AK Parti Hatay Milletvekili ve Türkiye Büyük Millet Meclisi Anayasa Komisyonu Üyesi Adem Yeşildal, ortak değerlere karşı yapılan en ufak bir saldırıda AK Parti’nin o saldırıyı yapanların karşısında olacağını söyledi. Milletvekili Yeşildal, basın toplantısında anayasa değişikliği ve başkanlık süreciyle ilgili değerlendirmede bulundu. Yoğun, meşakkatli ve tartışmalı bir komisyon ile Meclis süreci yaşadıklarını belirten Yeşildal, “Ancak tabi, bizi üzen bir takım tablolar oldu. Bizler Hatay milletvekilleri olarak o tabloların içerisinde sadece barışa, hoşgörüye, kardeşliğe davet eden insanlar olarak rol aldık ve o şekilde de neticelendi. Buradan açıkça ve net olarak ifade etmek istiyorum. Bu anayasa değişikliği sadece ve sadece yürütme erkinin seçim sisteminin değişimi ile alakalıdır. Birileri çıkıp ‘cumhuriyet elden gidiyor, demokrasi elden gidiyor’ diye bir takım söylemler içerisindeler. Bizim açımızdan cumhuriyet de, demokrasimiz de tartışma konusu yapılamaz. Bu değerler hepimizin ortak değerleridir. Dolayısıyla 1923 yılında Sayın Başbakanımızın ifade ettiği gibi bu tartışmalar nihayete ermiştir ve son nokta 1923’te konulmuştur. Ortak değerlerimize karşı yapılan en ufak bir saldırıda AK Parti olarak o saldırıya yapanlar en başta bizi karşılarında bulur. Bunu samimiyetle ifade etmek istiyorum. Dolayısıyla buradan ‘acaba bu şekli ile toplumumuzda bir bloklaşma sağlar mıyız. Cumhuriyet elden gidiyor, Atatürkçülük elden gidiyor, demokrasimiz elden gidiyor, Türkiye’nin bütün yetkileri tek bir makama, tek bir şahsa veriliyor.’ Bu tür söylemlerin hiçbirinin ama hiçbirinin altı dolu değil. Tamamen sloganvari, tamamen halkı tereddüde düşürme, kafasında soru işareti oluşturmaya yönelik söylemler ve bunu da doğru bulmuyoruz. Çünkü bizim en önemli varlığımız toplumsal barışımızdır. Bunu çeşitli vesilelerle, toplu platformlarda ifade ettim. Toplumumuzu yalan yanlış ve sıkıntıya sokan, bloklaştıran söylemlerden başta siyasi partilerin, en başta onların uzak durması lazım” dedi.
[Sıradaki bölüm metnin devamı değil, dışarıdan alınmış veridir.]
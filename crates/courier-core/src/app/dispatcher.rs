//! BatchDispatcher - bounded-concurrency fan-out of one message.
//!
//! Recipients are split into consecutive batches of at most `batch_size`.
//! Batches run strictly one after another; inside a batch every send runs
//! concurrently and the whole batch is joined before the next one starts.
//! Peak in-flight sends therefore never exceed `batch_size`.

use std::num::NonZeroUsize;
use std::sync::Arc;
use std::time::Duration;

use futures_util::future::join_all;
use tracing::{debug, warn};

use crate::domain::{DeliveryOutcome, GatewayError, OutcomeCounts, OutcomeMap, Recipient};
use crate::ports::DeliveryGateway;

#[derive(Debug, Clone, Copy, PartialEq, Eq)]
pub struct DispatchSettings {
    pub batch_size: NonZeroUsize,

    /// Upper bound for a single send, on top of the gateway's own timeout.
    pub send_timeout: Option<Duration>,
}

impl Default for DispatchSettings {
    fn default() -> Self {
        Self {
            batch_size: NonZeroUsize::new(50).unwrap_or(NonZeroUsize::MIN),
            send_timeout: None,
        }
    }
}

pub struct BatchDispatcher {
    gateway: Arc<dyn DeliveryGateway>,
    settings: DispatchSettings,
}

impl BatchDispatcher {
    pub fn new(gateway: Arc<dyn DeliveryGateway>, settings: DispatchSettings) -> Self {
        Self { gateway, settings }
    }

    pub fn settings(&self) -> DispatchSettings {
        self.settings
    }

    /// Send `body` to every recipient and return one outcome per recipient.
    ///
    /// Never fails: a gateway error or timeout becomes a `Failure` outcome
    /// and the remaining recipients are still attempted.
    pub async fn dispatch(&self, recipients: &[Recipient], subject: &str, body: &str) -> OutcomeMap {
        let batch_size = self.settings.batch_size.get();
        let batches = recipients.len().div_ceil(batch_size);
        let mut outcomes = OutcomeMap::with_capacity(recipients.len());

        for (index, batch) in recipients.chunks(batch_size).enumerate() {
            debug!(
                gateway = self.gateway.name(),
                batch = index + 1,
                batches,
                size = batch.len(),
                "dispatching batch"
            );

            let results = join_all(
                batch
                    .iter()
                    .map(|recipient| self.send_one(recipient, subject, body)),
            )
            .await;

            for (recipient, result) in batch.iter().zip(results) {
                if let Err(error) = &result {
                    warn!(recipient = %recipient, error = %error, "delivery failed");
                }
                outcomes.insert(recipient.clone(), DeliveryOutcome::from(&result));
            }
        }

        let counts = OutcomeCounts::tally(outcomes.values());
        debug!(
            total = counts.total,
            success = counts.success,
            failure = counts.failure,
            "dispatch finished"
        );
        outcomes
    }

    async fn send_one(
        &self,
        recipient: &Recipient,
        subject: &str,
        body: &str,
    ) -> Result<(), GatewayError> {
        let send = self.gateway.send(recipient, subject, body);
        match self.settings.send_timeout {
            Some(limit) => tokio::time::timeout(limit, send)
                .await
                .unwrap_or_else(|_| Err(GatewayError::Timeout(limit.as_millis() as u64))),
            None => send.await,
        }
    }
}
’HALKIMIZ SAĞDUYULU DAVRANIYOR’
Milletvekili Adem Yeşildal, toplumsal huzurun ve kardeşlik ikliminin bozulmasının Türkiye’nin sıkıntıya girmesi demek olduğunu ifade ederek, “Eğer bizim toplumsal barışımızı, huzurumuzu, barış içerisinde yaşayan insanlarımızın kardeşlik iklimini bozarsak Türkiye’yi sıkıntıya sokarız. Zaten 15 Temmuz’dan bu yana hain darbe girişimiyle başarıyı elde edemeyenler toplumumuzu kutuplaştırmak, farklı renklerimizin hassasiyetlerini kaşımak suretiyle Türkiye’de farklı bir kaos ortamı oluşturmak istediler. Bunu da başaramadılar. Çünkü toplumumuz gerçekten sağduyulu. Gene başaramayacaklar” şeklinde konuştu.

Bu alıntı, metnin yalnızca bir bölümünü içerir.